Return each line below holding the string "bindings".

(MATERIAL TO PROCESS begins)

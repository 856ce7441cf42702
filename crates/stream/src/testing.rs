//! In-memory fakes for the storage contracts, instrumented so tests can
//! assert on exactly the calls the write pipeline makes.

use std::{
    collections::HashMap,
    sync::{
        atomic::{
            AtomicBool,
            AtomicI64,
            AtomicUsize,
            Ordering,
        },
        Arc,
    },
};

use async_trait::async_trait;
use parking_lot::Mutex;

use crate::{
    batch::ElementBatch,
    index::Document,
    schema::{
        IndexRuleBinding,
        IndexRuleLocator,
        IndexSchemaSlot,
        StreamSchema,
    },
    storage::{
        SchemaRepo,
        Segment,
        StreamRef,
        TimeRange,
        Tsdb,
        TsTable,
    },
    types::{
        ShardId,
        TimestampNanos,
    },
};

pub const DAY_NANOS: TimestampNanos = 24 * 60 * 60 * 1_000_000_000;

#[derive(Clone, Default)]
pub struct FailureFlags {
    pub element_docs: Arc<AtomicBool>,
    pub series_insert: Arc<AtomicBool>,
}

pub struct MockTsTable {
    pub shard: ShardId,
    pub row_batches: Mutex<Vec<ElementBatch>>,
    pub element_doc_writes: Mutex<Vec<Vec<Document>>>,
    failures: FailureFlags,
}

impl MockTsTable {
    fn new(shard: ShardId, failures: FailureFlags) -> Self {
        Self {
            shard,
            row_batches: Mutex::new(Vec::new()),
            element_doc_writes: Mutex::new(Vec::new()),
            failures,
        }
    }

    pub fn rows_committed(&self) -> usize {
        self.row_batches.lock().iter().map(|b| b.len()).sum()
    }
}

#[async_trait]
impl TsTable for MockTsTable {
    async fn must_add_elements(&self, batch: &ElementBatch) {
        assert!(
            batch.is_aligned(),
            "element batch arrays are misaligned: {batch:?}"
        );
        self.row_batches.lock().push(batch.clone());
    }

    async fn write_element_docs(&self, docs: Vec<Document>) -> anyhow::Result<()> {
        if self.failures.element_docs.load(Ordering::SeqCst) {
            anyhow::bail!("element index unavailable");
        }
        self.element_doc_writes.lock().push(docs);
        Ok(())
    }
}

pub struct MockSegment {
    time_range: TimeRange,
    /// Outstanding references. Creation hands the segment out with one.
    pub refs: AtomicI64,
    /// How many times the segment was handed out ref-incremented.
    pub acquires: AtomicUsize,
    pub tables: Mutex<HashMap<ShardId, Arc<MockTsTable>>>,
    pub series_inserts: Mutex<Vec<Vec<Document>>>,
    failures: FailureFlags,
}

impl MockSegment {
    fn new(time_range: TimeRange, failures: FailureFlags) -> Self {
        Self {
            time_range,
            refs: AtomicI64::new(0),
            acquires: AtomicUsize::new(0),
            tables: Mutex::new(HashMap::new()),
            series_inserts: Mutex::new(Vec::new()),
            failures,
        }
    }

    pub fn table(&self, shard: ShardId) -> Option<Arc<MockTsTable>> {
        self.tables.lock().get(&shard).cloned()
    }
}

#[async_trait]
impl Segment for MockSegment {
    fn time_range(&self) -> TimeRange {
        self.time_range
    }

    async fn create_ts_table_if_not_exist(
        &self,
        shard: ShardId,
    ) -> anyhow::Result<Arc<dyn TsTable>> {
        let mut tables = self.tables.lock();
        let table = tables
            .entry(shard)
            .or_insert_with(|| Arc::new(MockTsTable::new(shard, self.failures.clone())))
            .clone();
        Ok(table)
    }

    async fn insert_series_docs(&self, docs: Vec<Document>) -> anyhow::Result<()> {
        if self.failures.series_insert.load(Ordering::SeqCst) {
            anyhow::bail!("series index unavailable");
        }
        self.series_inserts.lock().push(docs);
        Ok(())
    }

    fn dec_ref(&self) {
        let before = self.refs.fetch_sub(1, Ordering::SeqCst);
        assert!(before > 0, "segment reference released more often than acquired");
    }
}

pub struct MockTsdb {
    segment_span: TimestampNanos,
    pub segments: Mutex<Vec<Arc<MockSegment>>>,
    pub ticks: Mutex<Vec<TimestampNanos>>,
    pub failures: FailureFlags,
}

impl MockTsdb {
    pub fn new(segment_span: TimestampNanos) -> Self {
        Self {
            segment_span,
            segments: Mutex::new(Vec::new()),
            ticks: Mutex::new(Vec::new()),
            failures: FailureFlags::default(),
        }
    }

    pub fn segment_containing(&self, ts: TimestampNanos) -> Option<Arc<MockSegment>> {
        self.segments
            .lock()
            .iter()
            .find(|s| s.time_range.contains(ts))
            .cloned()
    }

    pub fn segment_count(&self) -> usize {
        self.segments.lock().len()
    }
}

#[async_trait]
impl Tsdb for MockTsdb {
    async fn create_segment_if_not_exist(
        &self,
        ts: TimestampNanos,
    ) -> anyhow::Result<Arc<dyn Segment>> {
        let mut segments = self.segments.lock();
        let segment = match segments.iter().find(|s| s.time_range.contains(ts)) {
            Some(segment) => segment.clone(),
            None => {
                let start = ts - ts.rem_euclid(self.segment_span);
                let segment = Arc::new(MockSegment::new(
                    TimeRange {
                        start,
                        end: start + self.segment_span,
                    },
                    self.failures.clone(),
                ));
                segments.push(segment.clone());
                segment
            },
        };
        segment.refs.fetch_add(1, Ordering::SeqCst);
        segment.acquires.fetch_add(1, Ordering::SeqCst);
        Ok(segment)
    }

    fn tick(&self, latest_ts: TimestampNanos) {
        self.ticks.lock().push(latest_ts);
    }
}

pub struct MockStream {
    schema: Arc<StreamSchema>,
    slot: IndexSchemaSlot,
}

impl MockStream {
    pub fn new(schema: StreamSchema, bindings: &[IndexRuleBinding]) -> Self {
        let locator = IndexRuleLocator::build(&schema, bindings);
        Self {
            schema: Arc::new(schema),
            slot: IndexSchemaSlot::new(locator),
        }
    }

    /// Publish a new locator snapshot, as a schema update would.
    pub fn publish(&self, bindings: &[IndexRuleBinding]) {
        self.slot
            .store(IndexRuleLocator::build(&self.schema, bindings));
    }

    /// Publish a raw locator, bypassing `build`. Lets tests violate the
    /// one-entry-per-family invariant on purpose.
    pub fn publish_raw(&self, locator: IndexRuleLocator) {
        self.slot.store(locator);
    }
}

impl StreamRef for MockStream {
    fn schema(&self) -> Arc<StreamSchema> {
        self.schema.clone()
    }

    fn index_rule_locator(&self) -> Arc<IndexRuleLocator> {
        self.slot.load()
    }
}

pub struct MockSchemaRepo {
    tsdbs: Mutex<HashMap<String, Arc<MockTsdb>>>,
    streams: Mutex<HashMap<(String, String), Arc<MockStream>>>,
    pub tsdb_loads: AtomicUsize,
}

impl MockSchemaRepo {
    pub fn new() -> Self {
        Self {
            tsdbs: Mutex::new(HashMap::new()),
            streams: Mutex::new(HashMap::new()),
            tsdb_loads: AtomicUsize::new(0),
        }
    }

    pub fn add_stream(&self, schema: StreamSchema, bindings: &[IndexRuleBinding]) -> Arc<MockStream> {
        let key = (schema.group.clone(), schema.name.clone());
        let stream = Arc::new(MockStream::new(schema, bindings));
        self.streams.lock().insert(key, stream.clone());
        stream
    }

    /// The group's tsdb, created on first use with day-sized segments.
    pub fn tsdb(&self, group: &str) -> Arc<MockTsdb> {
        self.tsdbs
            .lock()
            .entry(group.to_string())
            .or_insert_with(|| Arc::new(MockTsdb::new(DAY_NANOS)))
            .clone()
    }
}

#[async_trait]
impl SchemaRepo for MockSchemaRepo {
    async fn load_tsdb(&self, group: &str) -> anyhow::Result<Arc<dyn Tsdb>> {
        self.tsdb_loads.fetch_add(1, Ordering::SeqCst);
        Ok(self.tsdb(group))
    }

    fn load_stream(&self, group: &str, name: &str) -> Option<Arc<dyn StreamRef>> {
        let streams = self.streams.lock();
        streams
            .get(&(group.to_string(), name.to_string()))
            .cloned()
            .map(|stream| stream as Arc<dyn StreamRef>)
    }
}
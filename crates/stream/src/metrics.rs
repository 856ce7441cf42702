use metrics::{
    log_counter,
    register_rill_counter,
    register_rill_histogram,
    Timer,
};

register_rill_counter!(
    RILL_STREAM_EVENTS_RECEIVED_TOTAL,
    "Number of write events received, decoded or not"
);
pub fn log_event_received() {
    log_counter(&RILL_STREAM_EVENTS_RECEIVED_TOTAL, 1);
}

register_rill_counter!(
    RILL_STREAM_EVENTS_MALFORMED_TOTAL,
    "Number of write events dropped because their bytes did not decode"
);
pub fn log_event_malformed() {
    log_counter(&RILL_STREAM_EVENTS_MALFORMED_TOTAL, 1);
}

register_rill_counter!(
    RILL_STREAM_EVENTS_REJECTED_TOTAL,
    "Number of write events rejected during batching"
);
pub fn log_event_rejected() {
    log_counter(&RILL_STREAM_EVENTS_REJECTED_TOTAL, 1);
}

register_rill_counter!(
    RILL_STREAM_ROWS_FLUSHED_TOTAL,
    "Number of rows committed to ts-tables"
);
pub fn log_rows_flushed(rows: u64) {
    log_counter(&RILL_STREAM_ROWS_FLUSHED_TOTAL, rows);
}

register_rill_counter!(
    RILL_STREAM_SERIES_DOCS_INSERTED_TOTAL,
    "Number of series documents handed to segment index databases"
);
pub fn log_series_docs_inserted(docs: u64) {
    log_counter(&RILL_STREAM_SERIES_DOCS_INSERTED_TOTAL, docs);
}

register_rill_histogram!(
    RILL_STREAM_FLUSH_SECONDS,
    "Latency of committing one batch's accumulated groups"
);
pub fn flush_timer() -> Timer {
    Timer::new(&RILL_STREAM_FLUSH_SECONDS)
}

(MATERIAL TO PROCESS ends)

* [PROBLEM SOLUTION]
    pub fn new(schema: StreamSchema, bindings: &[IndexRuleBinding]) -> Self {
        let locator = IndexRuleLocator::build(&schema, bindings);
    pub fn publish(&self, bindings: &[IndexRuleBinding]) {
            .store(IndexRuleLocator::build(&self.schema, bindings));
    pub fn add_stream(&self, schema: StreamSchema, bindings: &[IndexRuleBinding]) -> Arc<MockStream> {
        let stream = Arc::new(MockStream::new(schema, bindings));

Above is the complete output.